[<<Содержание] [Архив]        ЛЕХАИМ  МАЙ 2010 ИЯР 5770 – 5(217)

 

Орден Хмеля

Сергей Дашков

Посвящается искренне уважаемым мной людям –Григорию Наумовичу и Раисе Александровне Эленбоген

Раньше пролегала здесь широкая улица, по которой, если идти к центру города, можно было добраться до старой ратуши. И пять лет назад была улица, и пятьдесят, и триста, и даже, наверное, пятьсот, – в общем, сколько стоял славный город Бучач. А жили в нем когда-то и поляки-католики, и православные, и униаты, и татары, и (совсем, правда, немного) коммунисты-безбожники, и, конечно, евреи. Теперь же в только что отбитом у немцев Бучаче почти никого, кроме солдат, было не встретить. И не слышалось детского смеха, не гремели кастрюли, не перекликались черноглазые соседки, не скрипели повозки, не покрикивали на своих лошадей носатые кучера-фурмана́. Все унесла война-злодейка, все переделала на свой нехитрый лад – ать-два, левой...

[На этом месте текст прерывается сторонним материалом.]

//! Driving port for chat rooms and messages, shared by REST and WebSocket
//! adapters.

use async_trait::async_trait;
use pagination::Paginated;
use uuid::Uuid;

use crate::domain::{Actor, ChatMessage, ChatRoom, Error, PageKey, UserId};

#[cfg_attr(test, mockall::automock)]
#[async_trait]
pub trait ChatService: Send + Sync {
    /// Existing room for the pair, or a new one.
    async fn open_room(&self, actor: &Actor, participant_id: &UserId) -> Result<ChatRoom, Error>;

    async fn rooms(&self, actor: &Actor) -> Result<Vec<ChatRoom>, Error>;

    /// Room the actor participates in; 404 otherwise.
    async fn room(&self, actor: &Actor, room_id: &Uuid) -> Result<ChatRoom, Error>;

    async fn messages(
        &self,
        actor: &Actor,
        room_id: &Uuid,
        before: Option<PageKey>,
        limit: usize,
    ) -> Result<Paginated<ChatMessage>, Error>;

    async fn post(&self, actor: &Actor, room_id: &Uuid, content: &str)
    -> Result<ChatMessage, Error>;

    async fn edit(&self, actor: &Actor, message_id: &Uuid, content: &str)
    -> Result<ChatMessage, Error>;

    async fn delete(&self, actor: &Actor, message_id: &Uuid) -> Result<ChatMessage, Error>;

    /// Broadcast a typing indicator to the room.
    async fn typing(&self, actor: &Actor, room_id: &Uuid, is_typing: bool) -> Result<(), Error>;
}
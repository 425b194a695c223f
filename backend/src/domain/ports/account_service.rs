//! Driving port for registration, login and profile use-cases.
//!
//! Inbound adapters call it with already-parsed value types; nothing here
//! knows about HTTP.

use async_trait::async_trait;
use chrono::{DateTime, Utc};

use crate::domain::{
    Actor, BearerToken, DisplayName, Email, Error, LoginCredentials, MentorCard, Password,
    ProfileUpdate, Role, Timezone, User, UserId,
};

/// Parsed registration form.
#[derive(Debug)]
pub struct Registration {
    pub email: Email,
    pub password: Password,
    pub display_name: DisplayName,
    pub role: Role,
    pub timezone: Timezone,
    pub hourly_rate_cents: Option<i64>,
}

/// Token returned once at login.
#[derive(Debug)]
pub struct IssuedToken {
    pub token: BearerToken,
    pub expires_at: DateTime<Utc>,
    pub user: User,
}

/// What a correct password earns.
#[derive(Debug)]
pub enum LoginOutcome {
    Issued(IssuedToken),
    /// Two-factor sign-in is on; the challenge token must be presented with
    /// a code before a session token is issued.
    ChallengeRequired {
        challenge: BearerToken,
        expires_at: DateTime<Utc>,
    },
}

/// Password change requested by the signed-in user.
#[derive(Debug)]
pub struct PasswordChange {
    pub current: Password,
    pub replacement: Password,
}

#[cfg_attr(test, mockall::automock)]
#[async_trait]
pub trait AccountService: Send + Sync {
    /// Create a learner or mentor account.
    async fn register(&self, registration: Registration) -> Result<User, Error>;

    /// Exchange credentials for a bearer token or a two-factor challenge.
    async fn login(&self, credentials: &LoginCredentials) -> Result<LoginOutcome, Error>;

    /// Revoke the presented token.
    async fn logout(&self, token: &BearerToken) -> Result<(), Error>;

    /// Resolve a bearer token to its user.
    async fn authenticate(&self, token: &BearerToken) -> Result<User, Error>;

    async fn profile(&self, user_id: &UserId) -> Result<User, Error>;

    async fn update_profile(&self, user_id: &UserId, update: ProfileUpdate) -> Result<User, Error>;

    /// Approved mentors.
    async fn list_mentors(&self) -> Result<Vec<User>, Error>;

    /// Approved mentor with rating and skills.
    async fn mentor_profile(&self, mentor_id: &UserId) -> Result<MentorCard, Error>;

    /// Admin approval of a mentor account.
    async fn approve_mentor(&self, actor: &Actor, mentor_id: &UserId) -> Result<User, Error>;

    /// Mentors awaiting approval, oldest registration first. Admin only.
    async fn pending_mentors(&self, actor: &Actor) -> Result<Vec<User>, Error>;

    /// Re-check the current password, store the replacement and revoke every
    /// other session of the user. `keep` is the token making the request.
    async fn change_password(
        &self,
        user_id: &UserId,
        keep: &BearerToken,
        change: PasswordChange,
    ) -> Result<(), Error>;
}
//! Cursor pagination glue shared by list endpoints.

use actix_web::HttpRequest;
use pagination::{PageParams, Paginated, PaginationLinks};
use serde::Serialize;
use serde_json::json;
use url::Url;
use utoipa::ToSchema;

use crate::domain::{Error, PageKey};

/// Page of items with hypermedia links.
#[derive(Debug, Serialize, ToSchema)]
#[serde(rename_all = "camelCase")]
pub struct PageBody<T> {
    pub data: Vec<T>,
    pub limit: usize,
    #[serde(skip_serializing_if = "Option::is_none")]
    pub next_cursor: Option<String>,
    #[schema(value_type = Object)]
    pub links: PaginationLinks,
}

/// Decode the `cursor` parameter into the key of the last item seen.
pub(crate) fn decode_page_key(params: &PageParams) -> Result<Option<PageKey>, Error> {
    params
        .decode_cursor::<PageKey>()
        .map(|cursor| cursor.map(pagination::Cursor::into_key))
        .map_err(|err| {
            Error::invalid_request("cursor is malformed").with_details(json!({
                "field": "cursor",
                "code": "invalid_cursor",
                "reason": err.to_string(),
            }))
        })
}

fn request_url(req: &HttpRequest) -> Result<Url, Error> {
    let info = req.connection_info();
    let raw = format!("{}://{}{}", info.scheme(), info.host(), req.uri());
    Url::parse(&raw).map_err(|err| Error::internal(format!("request URL is invalid: {err}")))
}

/// Wrap a page with `self` and `next` links derived from the request URL.
pub(crate) fn page_body<T>(req: &HttpRequest, page: Paginated<T>) -> Result<PageBody<T>, Error> {
    let url = request_url(req)?;
    let links = PaginationLinks::from_request(&url, page.limit, page.next_cursor.as_deref());
    Ok(PageBody {
        data: page.data,
        limit: page.limit,
        next_cursor: page.next_cursor,
        links,
    })
}

#[cfg(test)]
mod tests {
    //! Regression coverage for this module.
    use super::*;
    use actix_web::test::TestRequest;
    use chrono::{TimeZone, Utc};
    use pagination::Cursor;
    use rstest::rstest;
    use uuid::Uuid;

    #[rstest]
    fn malformed_cursors_are_bad_requests() {
        let params = PageParams {
            cursor: Some("%%%".to_owned()),
            limit: None,
        };
        let err = decode_page_key(&params).expect_err("malformed");
        assert_eq!(err.code(), crate::domain::ErrorCode::InvalidRequest);
    }

    #[rstest]
    fn cursors_decode_to_page_keys() {
        let key = PageKey::new(
            Utc.with_ymd_and_hms(2030, 1, 1, 0, 0, 0)
                .single()
                .expect("instant"),
            Uuid::nil(),
        );
        let token = Cursor::new(key).encode().expect("encodes");
        let params = PageParams {
            cursor: Some(token),
            limit: Some(10),
        };
        assert_eq!(decode_page_key(&params).expect("decodes"), Some(key));
    }

    #[rstest]
    fn next_link_carries_cursor_and_limit() {
        let req = TestRequest::get()
            .uri("/api/v1/notifications?unreadOnly=true")
            .insert_header(("Host", "api.example.com"))
            .to_http_request();
        let page = Paginated {
            data: vec![1, 2],
            limit: 2,
            next_cursor: Some("abc".to_owned()),
        };
        let body = page_body(&req, page).expect("body");
        assert_eq!(
            body.links.next.as_deref(),
            Some("http://api.example.com/api/v1/notifications?unreadOnly=true&cursor=abc&limit=2")
        );
    }
}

Так вот, летним днем 1944 года на этом избитом воронками, усыпанном ломаным кирпичом и досками пустыре, бывшем когда-то широкой бучачскою улицей, тихо, но очень увлеченно то ли спорили, то ли ругались два молоденьких офицера. Один, среднего роста, рыжий, кудрявый, с пухлыми губами и белой-белой (как это часто бывает у рыжих) кожей, кружил вокруг другого – высокого и тощего шатена. Спор их становился все ожесточеннее, и стоявшие поодаль солдаты уже посматривали с интересом. А когда на крыльцо одного из немногих уцелевших в штурме домов вышли майор-замполит и начальник «Смерша» (последний был известен как редкая сволочь – да, как говорится, по должности положено), рыжий лейтенант, не видя, что сзади появились два таких солидных наблюдателя, вдруг завопил что-то ругательское и кулаком двинул собеседника в ухо. Тот отшатнулся, отпрыгнул даже и встал почти по стойке «смирно», глядя поверх ударившего на майора, с глуповатой какой-то ухмылкой глядя, словно говоря: «А что, мол, тут поделаешь – ну не давать же дураку сдачи при начальстве!»

Проследив за направлением взгляда высокого, маленький лейтенант развернулся и, поскользнувшись, повалился наземь – неловко, как это делают пьяные.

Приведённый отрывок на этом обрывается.